Detailed Description of the Invention

[0001]

BACKGROUND OF THE INVENTION 1. Field of the Invention The present invention relates to a tracking servo device for an optical disc player, and more particularly to improving the accuracy with which an optical pickup moves to a target track.

[0002]

2. Description of the Related Art Conventionally, as a technology in such a field, a CD (Compact Disc), LD (LASER Disc), MD (M
There is a tracking servo device for a player. The high-speed cueing of the target song by this tracking servo device calculates the number of tracks from the track currently located to the track on which the target song is recorded. For example, the number of tracks crossed by the optical pickup is counted to determine the predetermined track. The optical pickup is moved until it crosses the number. The number of tracks traversed by the optical pickup is obtained by counting the number of pulses obtained by binarizing the envelope of the RF signal which is the tracking error signal or the main signal.

[0003]

However, in the conventional tracking servo device for counting the number of tracks, the track is moved in the direction opposite to the optical pickup moving direction due to the vibration of the equipment such as the player or the eccentric component of the disk. There is a problem that counting is performed even when it crosses, and therefore, when the optical pickup is moved according to this count number, the movement amount becomes smaller than a predetermined number of tracks.
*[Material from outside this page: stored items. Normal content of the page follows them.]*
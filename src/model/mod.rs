//! Model graph construction & validation (spec §4.C) and the finalized
//! [`Model`] aggregate (spec §3).
//!
//! Grounded on `original_source/nn/runtime/ModelBuilder.{h,cpp}`: a single
//! append-only table of operands/operations that becomes immutable on
//! `finish()`, at which point it has also been sorted into run order.

mod builder;
mod toposort;

pub use builder::ModelBuilder;

use crate::config::MAX_OPERANDS;
use crate::error::{Error, Result};
use crate::operand::{Operand, Operation};
use crate::pool::PoolRegistry;

/// A finalized (or in-progress) model graph: operands, operations, the
/// constant blob, the pool registry, and the declared I/O index lists.
///
/// `Clone` is cheap (the pool registry only clones `Arc` handles) and
/// exists so the planner's per-step dispatch can hand a driver its own
/// sub-model carved out of the same operand table.
#[derive(Clone)]
pub struct Model {
    pub(crate) operands: Vec<Operand>,
    pub(crate) operations: Vec<Operation>,
    pub(crate) constants: Vec<u8>,
    pub(crate) pools: PoolRegistry,
    pub(crate) input_indices: Vec<u32>,
    pub(crate) output_indices: Vec<u32>,
    pub(crate) finalized: bool,
}

impl Model {
    pub(crate) fn empty() -> Self {
        Self {
            operands: Vec::new(),
            operations: Vec::new(),
            constants: Vec::new(),
            pools: PoolRegistry::new(),
            input_indices: Vec::new(),
            output_indices: Vec::new(),
            finalized: false,
        }
    }

    pub fn is_finalized(&self) -> bool {
        self.finalized
    }

    pub fn operand(&self, index: u32) -> Result<&Operand> {
        self.operands
            .get(index as usize)
            .ok_or_else(|| Error::bad_data(format!("operand index {index} out of range")))
    }

    pub fn operands(&self) -> &[Operand] {
        &self.operands
    }

    /// Operations in declaration order before `finish()`, in run order
    /// after (spec §4.C: `sortIntoRunOrder` reorders in place).
    pub fn operations(&self) -> &[Operation] {
        &self.operations
    }

    pub fn operation(&self, index: usize) -> Result<&Operation> {
        self.operations
            .get(index)
            .ok_or_else(|| Error::bad_data(format!("operation index {index} out of range")))
    }

    pub fn constants(&self) -> &[u8] {
        &self.constants
    }

    pub fn pools(&self) -> &PoolRegistry {
        &self.pools
    }

    pub fn pools_mut(&mut self) -> &mut PoolRegistry {
        &mut self.pools
    }

    pub fn input_indices(&self) -> &[u32] {
        &self.input_indices
    }

    pub fn output_indices(&self) -> &[u32] {
        &self.output_indices
    }

    pub fn input_operand(&self, position: usize) -> Result<&Operand> {
        let idx = *self
            .input_indices
            .get(position)
            .ok_or_else(|| Error::bad_data(format!("input position {position} out of range")))?;
        self.operand(idx)
    }

    pub fn output_operand(&self, position: usize) -> Result<&Operand> {
        let idx = *self
            .output_indices
            .get(position)
            .ok_or_else(|| Error::bad_data(format!("output position {position} out of range")))?;
        self.operand(idx)
    }

    /// A debug dump of the operand table and run order, grounded on the
    /// teacher's `cost::report`/`view` pretty-printers. Never load-bearing
    /// for execution — used by tests and the `demos/` binaries.
    pub fn describe(&self) -> String {
        let mut out = String::new();
        out.push_str(&format!(
            "model: {} operands, {} operations, finalized={}\n",
            self.operands.len(),
            self.operations.len(),
            self.finalized
        ));
        for (i, op) in self.operands.iter().enumerate() {
            out.push_str(&format!(
                "  operand[{i}]: {:?} {:?} lifetime={:?}\n",
                op.element_type, op.shape, op.lifetime
            ));
        }
        for (i, op) in self.operations.iter().enumerate() {
            out.push_str(&format!(
                "  op[{i}]: {:?} ins={:?} outs={:?}\n",
                op.kind, op.inputs, op.outputs
            ));
        }
        out
    }

    pub(crate) fn check_operand_budget(&self) -> Result<()> {
        if self.operands.len() >= MAX_OPERANDS {
            return Err(Error::bad_data("exceeded max operands"));
        }
        Ok(())
    }
}
#[cfg(test)]
mod tests {
    use super::*;
    use crate::model::ModelBuilder;
    use crate::types::ElementType;

    #[test]
    fn add_two_tensors_end_to_end() {
        let mut b = ModelBuilder::new();
        let a = b.add_operand(ElementType::TensorF32, Shape::new(vec![2])).unwrap();
        let c = b.add_operand(ElementType::TensorF32, Shape::new(vec![2])).unwrap();
        let out = b.add_operand(ElementType::TensorF32, Shape::new(vec![2])).unwrap();
        b.add_operation(OpKind::Add, vec![a, c], vec![out]).unwrap();
        b.identify_inputs_and_outputs(vec![a, c], vec![out]).unwrap();
        let model = b.finish().unwrap();

        let mut request = Request::new(&model);
        request.set_input(0, bytemuck::cast_slice(&[1.0f32, 2.0]).to_vec()).unwrap();
        request.set_input(1, bytemuck::cast_slice(&[10.0f32, 20.0]).to_vec()).unwrap();
        request.set_output(0, vec![0u8; 8]).unwrap();
        request.start_compute().unwrap();

        let mut diagnostics = Diagnostics::default();
        CpuExecutor::run(&model, &mut request, &mut diagnostics).unwrap();

        let result: &[f32] = bytemuck::cast_slice(request.output_bytes_mut(0).unwrap());
        assert_eq!(result, &[11.0, 22.0]);
        assert!(!diagnostics.lines().is_empty());
    }

    #[test]
    fn temporary_buffer_is_freed_after_last_consumer() {
        let mut b = ModelBuilder::new();
        let a = b.add_operand(ElementType::TensorF32, Shape::new(vec![2])).unwrap();
        let mid = b.add_operand(ElementType::TensorF32, Shape::new(vec![2])).unwrap();
        let out = b.add_operand(ElementType::TensorF32, Shape::new(vec![2])).unwrap();
        b.add_operation(OpKind::Relu, vec![a], vec![mid]).unwrap();
        b.add_operation(OpKind::Tanh, vec![mid], vec![out]).unwrap();
        b.identify_inputs_and_outputs(vec![a], vec![out]).unwrap();
        let model = b.finish().unwrap();

        let mut request = Request::new(&model);
        request.set_input(0, bytemuck::cast_slice(&[-1.0f32, 2.0]).to_vec()).unwrap();
        request.set_output(0, vec![0u8; 8]).unwrap();
        request.start_compute().unwrap();

        let mut diagnostics = Diagnostics::default();
        let infos = CpuExecutor::initialize_runtime_info(&model, &request).unwrap();
        assert_eq!(infos[mid as usize].consumers_left, 1);
        CpuExecutor::run(&model, &mut request, &mut diagnostics).unwrap();
    }

    #[test]
    fn unimplemented_kernel_reports_op_failed() {
        let mut b = ModelBuilder::new();
        let a = b.add_operand(ElementType::TensorF32, Shape::new(vec![1, 2, 2, 1])).unwrap();
        let filter = b.add_operand(ElementType::TensorF32, Shape::new(vec![1, 2, 2, 1])).unwrap();
        b.set_operand_value(filter, bytemuck::cast_slice(&[0.0f32; 4])).unwrap();
        let bias = b.add_operand(ElementType::TensorF32, Shape::new(vec![1])).unwrap();
        b.set_operand_value(bias, bytemuck::cast_slice(&[0.0f32])).unwrap();
        let pad = b.add_operand(ElementType::I32, Shape::new(vec![])).unwrap();
        b.set_operand_value(pad, bytemuck::cast_slice(&[0i32])).unwrap();
        let stride_w = b.add_operand(ElementType::I32, Shape::new(vec![])).unwrap();
        b.set_operand_value(stride_w, bytemuck::cast_slice(&[1i32])).unwrap();
        let stride_h = b.add_operand(ElementType::I32, Shape::new(vec![])).unwrap();
        b.set_operand_value(stride_h, bytemuck::cast_slice(&[1i32])).unwrap();
        let activation = b.add_operand(ElementType::I32, Shape::new(vec![])).unwrap();
        b.set_operand_value(activation, bytemuck::cast_slice(&[0i32])).unwrap();
        let out = b.add_operand(ElementType::TensorF32, Shape::new(vec![1, 2, 2, 1])).unwrap();
        b.add_operation(
            OpKind::Conv2d,
            vec![a, filter, bias, pad, stride_w, stride_h, activation],
            vec![out],
        )
        .unwrap();
        b.identify_inputs_and_outputs(vec![a], vec![out]).unwrap();
        let model = b.finish().unwrap();

        let mut request = Request::new(&model);
        request.set_input(0, vec![0u8; 16]).unwrap();
        request.set_output(0, vec![0u8; 16]).unwrap();
        request.start_compute().unwrap();

        let mut diagnostics = Diagnostics::default();
        let err = CpuExecutor::run(&model, &mut request, &mut diagnostics).unwrap_err();
        assert_eq!(err.kind, crate::error::ErrorKind::OpFailed);
    }
}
Therefore, in view of the above problems, it is an object of the present invention to provide a tracking servo device capable of accurately counting the number of tracks to be moved by an optical pickup even if there is vibration on the device or an eccentric component of the disk. And

[0005]

SUMMARY OF THE INVENTION In order to solve the above problems, the present invention provides a tracking servo apparatus for moving an optical pickup to a target track on a disk, wherein an edge detection circuit is a main unit that is detected by the optical pickup. The signal is envelope-detected, and after this detection, it is formed into a rectangular pulse on-track signal, and the edge of this pulse is detected.The track crossing direction determination unit detects the phase when the optical pickup moves from the inner circumference of the disk to the outer circumference or vice versa. Discriminates the track crossing direction of the direction in which the optical pickup should move from different tracking error signals,
The track crossing detector detects track crossing in the direction in which the optical pickup should move from the detection edge and the discriminated track crossing direction, and when the number of detected track crossings is counted and reaches a predetermined value, the track movement is completed.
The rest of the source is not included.